Understanding why there is still downtime for SQL Server with Microsoft Clustering

By:   |   Updated: 2009-11-17   |   Comments (13)   |   Related: > Clustering


Problem

I want to institute a high availability solution for SQL Server with no downtime. I am planning on using Microsoft clustering, but I have been told that in the event that the cluster moves the SQL Server from one physical server to another, that there is some downtime. Why is this so?

Solution

There is indeed a period of downtime whenever the SQL Server moves from one physical server to another in a traditional Microsoft clustering solution. Let's take a quick look at why that is.

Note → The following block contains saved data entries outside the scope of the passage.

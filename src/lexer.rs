use thiserror::Error;

use crate::token::Token;

/// Errors raised while splitting input into tokens. Positions are character
/// offsets into the input.
#[derive(Debug, Clone, PartialEq, Error)]
pub enum LexError {
    #[error("unexpected character '{ch}' at position {position}")]
    UnexpectedChar { ch: char, position: usize },

    #[error("unterminated string starting at position {0}")]
    UnterminatedString(usize),

    #[error("invalid escape sequence '\\{ch}' at position {position}")]
    InvalidEscape { ch: char, position: usize },

    #[error("unterminated regex literal starting at position {0}")]
    UnterminatedRegex(usize),

    #[error("invalid number '{text}' at position {position}")]
    InvalidNumber { text: String, position: usize },
}

pub struct Lexer {
    input: Vec<char>,
    position: usize,
    token_start: usize,
}

impl Lexer {
    pub fn new(input: &str) -> Self {
        Lexer {
            input: input.chars().collect(),
            position: 0,
            token_start: 0,
        }
    }

    /// Offset where the most recently returned token starts.
    pub fn token_start(&self) -> usize {
        self.token_start
    }

    fn current_char(&self) -> Option<char> {
        self.input.get(self.position).copied()
    }

    fn peek_char(&self, offset: usize) -> Option<char> {
        self.input.get(self.position + offset).copied()
    }

    fn advance(&mut self) {
        self.position += 1;
    }

    /// Consumes `ch` if it is next.
    fn eat(&mut self, ch: char) -> bool {
        if self.current_char() == Some(ch) {
            self.advance();
            true
        } else {
            false
        }
    }

    fn skip_whitespace(&mut self) {
        while let Some(ch) = self.current_char() {
            if ch.is_whitespace() {
                self.advance();
            } else {
                break;
            }
        }
    }

    fn is_identifier_start(ch: char) -> bool {
        ch.is_alphabetic() || ch == '_' || ch == '$'
    }

    fn read_identifier(&mut self) -> String {
        let mut result = String::new();
        while let Some(ch) = self.current_char() {
            if ch.is_alphanumeric() || ch == '_' || ch == '$' {
                result.push(ch);
                self.advance();
            } else {
                break;
            }
        }
        result
    }

    fn read_string(&mut self, quote: char) -> Result<String, LexError> {
        let start = self.position;
        let mut result = String::new();
        self.advance(); // opening quote

        while let Some(ch) = self.current_char() {
            match ch {
                c if c == quote => {
                    self.advance();
                    return Ok(result);
                }
                '\\' => {
                    self.advance();
                    let escaped = self
                        .current_char()
                        .ok_or(LexError::UnterminatedString(start))?;
                    match escaped {
                        'n' => result.push('\n'),
                        't' => result.push('\t'),
                        'r' => result.push('\r'),
                        'b' => result.push('\u{8}'),
                        'f' => result.push('\u{c}'),
                        '"' | '\'' | '\\' | '/' => result.push(escaped),
                        'u' => {
                            result.push(self.read_unicode_escape()?);
                            continue;
                        }
                        other => {
                            return Err(LexError::InvalidEscape {
                                ch: other,
                                position: self.position,
                            });
                        }
                    }
                    self.advance();
                }
                _ => {
                    result.push(ch);
                    self.advance();
                }
            }
        }

        Err(LexError::UnterminatedString(start))
    }

    /// Reads `uXXXX` (the backslash is already consumed).
    fn read_unicode_escape(&mut self) -> Result<char, LexError> {
        let position = self.position;
        let invalid = || LexError::InvalidEscape { ch: 'u', position };
        self.advance(); // 'u'
        let mut code = 0u32;
        for _ in 0..4 {
            let digit = self
                .current_char()
                .and_then(|c| c.to_digit(16))
                .ok_or_else(invalid)?;
            code = code * 16 + digit;
            self.advance();
        }
        char::from_u32(code).ok_or_else(invalid)
    }

    /// Reads `/source/flags` (positioned on the opening slash).
    fn read_regex(&mut self) -> Result<Token, LexError> {
        let start = self.position;
        let mut source = String::new();
        let mut in_class = false;
        self.advance(); // opening slash

        loop {
            let ch = self
                .current_char()
                .ok_or(LexError::UnterminatedRegex(start))?;
            match ch {
                '\n' => return Err(LexError::UnterminatedRegex(start)),
                '/' if !in_class => {
                    self.advance();
                    break;
                }
                '\\' => {
                    self.advance();
                    let escaped = self
                        .current_char()
                        .ok_or(LexError::UnterminatedRegex(start))?;
                    // `\/` only exists to get past the delimiter
                    if escaped != '/' {
                        source.push('\\');
                    }
                    source.push(escaped);
                    self.advance();
                }
                _ => {
                    match ch {
                        '[' => in_class = true,
                        ']' => in_class = false,
                        _ => {}
                    }
                    source.push(ch);
                    self.advance();
                }
            }
        }

        let mut flags = String::new();
        while let Some(ch) = self.current_char() {
            if ch.is_ascii_alphabetic() {
                flags.push(ch);
                self.advance();
            } else {
                break;
            }
        }
        Ok(Token::Regex { source, flags })
    }

    fn read_number(&mut self) -> Result<Token, LexError> {
        let start = self.position;
        let mut number = String::new();
        let mut is_float = false;

        if self.eat('-') {
            number.push('-');
        }
        while let Some(ch) = self.current_char() {
            if ch.is_ascii_digit() {
                number.push(ch);
                self.advance();
            } else if ch == '.'
                && !is_float
                && self.peek_char(1).is_some_and(|c| c.is_ascii_digit())
            {
                is_float = true;
                number.push(ch);
                self.advance();
            } else if (ch == 'e' || ch == 'E') && number.ends_with(|c: char| c.is_ascii_digit()) {
                is_float = true;
                number.push(ch);
                self.advance();
                if let Some(sign @ ('+' | '-')) = self.current_char() {
                    number.push(sign);
                    self.advance();
                }
            } else {
                break;
            }
        }

        let invalid = || LexError::InvalidNumber {
            text: number.clone(),
            position: start,
        };
        if is_float {
            number.parse::<f64>().map(Token::Float).map_err(|_| invalid())
        } else {
            match number.parse::<i64>() {
                Ok(n) => Ok(Token::Integer(n)),
                // Too large for i64: keep it as a float like JSON would
                Err(_) => number.parse::<f64>().map(Token::Float).map_err(|_| invalid()),
            }
        }
    }

    pub fn next_token(&mut self) -> Result<Token, LexError> {
        self.skip_whitespace();
        self.token_start = self.position;

        let Some(ch) = self.current_char() else {
            return Ok(Token::Eof);
        };
        let position = self.position;

        let single = |token: Token, lexer: &mut Lexer| -> Result<Token, LexError> {
            lexer.advance();
            Ok(token)
        };

        match ch {
            '{' => single(Token::LBrace, self),
            '}' => single(Token::RBrace, self),
            '[' => single(Token::LBracket, self),
            ']' => single(Token::RBracket, self),
            '(' => single(Token::LParen, self),
            ')' => single(Token::RParen, self),
            ':' => single(Token::Colon, self),
            ',' => single(Token::Comma, self),
            '.' => single(Token::Dot, self),
            '"' | '\'' => self.read_string(ch).map(Token::String),
            '/' => self.read_regex(),
            '=' => {
                if self.peek_char(1) == Some('=') {
                    self.advance();
                    self.advance();
                    self.eat('=');
                    Ok(Token::EqEq)
                } else {
                    Err(LexError::UnexpectedChar { ch, position })
                }
            }
            '!' => {
                self.advance();
                if self.eat('=') {
                    self.eat('=');
                    Ok(Token::NotEq)
                } else {
                    Ok(Token::Bang)
                }
            }
            '<' => {
                self.advance();
                Ok(if self.eat('=') { Token::LtEq } else { Token::Lt })
            }
            '>' => {
                self.advance();
                Ok(if self.eat('=') { Token::GtEq } else { Token::Gt })
            }
            '&' if self.peek_char(1) == Some('&') => {
                self.position += 2;
                Ok(Token::AndAnd)
            }
            '|' if self.peek_char(1) == Some('|') => {
                self.position += 2;
                Ok(Token::OrOr)
            }
            '-' if self.peek_char(1).is_some_and(|c| c.is_ascii_digit()) => self.read_number(),
            '-' if self.peek_char(1).is_some_and(Self::is_identifier_start) => {
                self.advance();
                match self.read_identifier().as_str() {
                    "Infinity" => Ok(Token::Float(f64::NEG_INFINITY)),
                    "NaN" => Ok(Token::Float(f64::NAN)),
                    _ => Err(LexError::UnexpectedChar { ch, position }),
                }
            }
            c if c.is_ascii_digit() => self.read_number(),
            c if Self::is_identifier_start(c) => {
                let ident = self.read_identifier();
                Ok(match ident.as_str() {
                    "true" => Token::Boolean(true),
                    "false" => Token::Boolean(false),
                    "null" => Token::Null,
                    _ => Token::Identifier(ident),
                })
            }
            _ => Err(LexError::UnexpectedChar { ch, position }),
        }
    }
}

First, let's consider a typical two-node cluster setup (Figure 1):

Figure 1:

virtual node

In a typical Microsoft clustering solution, all the databases reside on shared storage which all the physical servers, called nodes, can access. However, only one node can access the storage at a given time.

In addition, the SQL Server service for a particular instance of SQL Server installed on the cluster resides on each physical node where SQL Server is allowed to run. For instance, in the case of a default instance, with a SQL Server 2008 default instance setup, we would see a service called SQL Server (MSSQLServer) on each node. For a named instance called MyNamedInstance, we would see a service called SQL Server (MyNamedInstance) on each node. Because the service needs to access the databases, only the node which has access to the shared storage can successfully have the SQL Server service running. All other nodes will have the SQL Server service present in the services list, but in a stopped state. And finally, because of the fact that this SQL Server instance will need to move around between the physical nodes, in a clustering setup the SQL Server is configured to run on a virtual node, one that can float between the nodes.

These virtual node will have the following characteristics that are different from any of the physical nodes:

  • Its own IP address
  • Its own network (NetBIOS and DNS) name

So in the example shown in Figure 1 above, the physical nodes NodeA and NodeB can run the SQL Server instance. They both can access the shared storage and they both have the appropriate SQL Server service installed. For someone who wants to access the SQL Server, they must do so through the virtual node, which I've called VirtualNode1. So I wouldn't connect to NodeA or NodeB, I would set my connection to VirtualNode1. Now I'm simplifying a bunch about how clustering works and how SQL Server interacts with the cluster (and vice versa), but hopefully this gives a good overall picture of Microsoft SQL Server on a Microsoft clustering solution.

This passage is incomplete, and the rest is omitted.